The Story of Numbers: Great Lesson #5

We have made it to the final Great Lesson in Montessori's Cosmic Education. This fifth and final story is known as The Story of Numbers. It is closely related to the fourth Great Lesson which was The Story of Communication in Signs. First we learned about where the alphabet came from, now we are learning about where our numbers came from. In both lessons, we learn about early civilizations and how they communicated both in their own groups and also with each other.

The Story of Numbers tells us how ancient people kept track of items, time, distance, etc. It is interesting to look back on a time when there was no standardized units for people to compare things. When making a purchase at a market, you could just simply say it costs X amount of dollars or cents, but you would need to determine how much of something else your items were worth. Trade was the first form of currency. It is helpful for children to understand the basics of currency before doing this lesson. My son has been interested in money for quite a while now so he had the basics down. 

There are actually several different stories for this lesson I have found. I looked through my resources and chose the one I liked best. I have in the past used my Montessori R&D manuals for this, but we do not have whichever manual this particular lesson is in (History maybe?). I do like for her Great Lesson pages but her History of Mathematics was much shorter than the others. I decided to use the Story of Numerals from because it had lots of info and some small pictures (the pictures are for me to keep track of the charts).

There are several charts that are used in this lesson to show how numbers changed over time. I had a bit of trouble finding these charts so I would like to share mine with you. I simply drew these out on white card stock (letter size paper) with a black sharpie. They are normally a larger size for classroom use but in the homeschool setting, this was plenty big enough (plus it takes up less room when its sitting on the shelf for follow up use). You can click on the photos below to make them much larger.

Once we finished our story and looked over the charts a bit more, we explored a few library books. I have mentioned before in my posts, we love the library. I love that we can borrow books for free and then not have to store them in our already overflowing bookcases. We can also explore many more than if I were purchasing them. I encourage you to check out your local library for resources. Sometimes we will go through 10 books on a given topic before we find the one gem that has all the info we wanted. Anyway, here are a few that we found helpful.

Roman Numerals by David A. Adler
I love this book! It has lots of examples that help make Roman Numerals easy to understand. There are also some games included to make it fun. It also talks about some of the older number systems. This is an older book, this author has a newer one that may be an updated version. 

Here T is writing numbers on one size of small pieces of paper and Roman Numerals that match on the back. Then he can build numbers and only needs to flip them over to check his work.

The Story of Money by Betsy Maestro
We really enjoyed this book.
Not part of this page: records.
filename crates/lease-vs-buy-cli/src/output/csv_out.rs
use serde_json::{Map, Value};
use std::io;

use super::{display_value, record_headers, result_section};

/// Write output as CSV to stdout.
///
/// A sweep becomes one record per year; a single result becomes
/// `field,value` pairs.
pub fn print_csv(value: &Value) {
    let stdout = io::stdout();
    let mut wtr = csv::Writer::from_writer(stdout.lock());

    for record in csv_records(value) {
        let _ = wtr.write_record(&record);
    }

    let _ = wtr.flush();
}

fn csv_records(value: &Value) -> Vec<Vec<String>> {
    match result_section(value) {
        Value::Object(result) => match result.get("rows") {
            Some(Value::Array(rows)) => array_records(rows),
            _ => field_records(result),
        },
        Value::Array(arr) => array_records(arr),
        other => vec![vec![display_value(other)]],
    }
}

fn field_records(map: &Map<String, Value>) -> Vec<Vec<String>> {
    let mut records = vec![vec!["field".to_string(), "value".to_string()]];
    records.extend(
        map.iter()
            .map(|(key, val)| vec![key.clone(), csv_value(val)]),
    );
    records
}

fn array_records(arr: &[Value]) -> Vec<Vec<String>> {
    let Some(Value::Object(first)) = arr.first() else {
        return arr.iter().map(|item| vec![csv_value(item)]).collect();
    };

    let headers = record_headers(first);
    let mut records = vec![headers.clone()];
    for item in arr {
        if let Value::Object(map) = item {
            records.push(
                headers
                    .iter()
                    .map(|h| map.get(h).map(csv_value).unwrap_or_default())
                    .collect(),
            );
        }
    }
    records
}

fn csv_value(value: &Value) -> String {
    match value {
        Value::Null => String::new(),
        other => display_value(other),
    }
}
It showed lots of info on how money came to be.

This is a fun Roman Numerals game that he will be working on Monday morning while B and I are at her toddler music class.  (on a side note, we also love this game from the same blog that is math related Multiplication Area dice game). This game is an intro to adding and subtracting Roman Numerals. 
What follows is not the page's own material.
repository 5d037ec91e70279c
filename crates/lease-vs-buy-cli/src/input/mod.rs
pub mod file;
pub mod stdin;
We had fun learning about the evolution of numbers, ancient civilizations and Roman Numerals. It really feels nice to have finished our Great Lessons for the year. Last year we only made it through the first. I feel like we really accomplished something big this time. Cosmic Education seems like such a wonderful foundation and I have witnessed it in my son over this past year. There have been so many instances where he has learned a new topics and it ties into one of the Great Lessons we have already studied. He loves the fact that he has a reference point for all of these BIG subjects when new details come up.


  1. Wow! Great post. Thanks for sharing your resources!!

  2. The moteaco link does not seem to be working. Can you repost this? Thanks.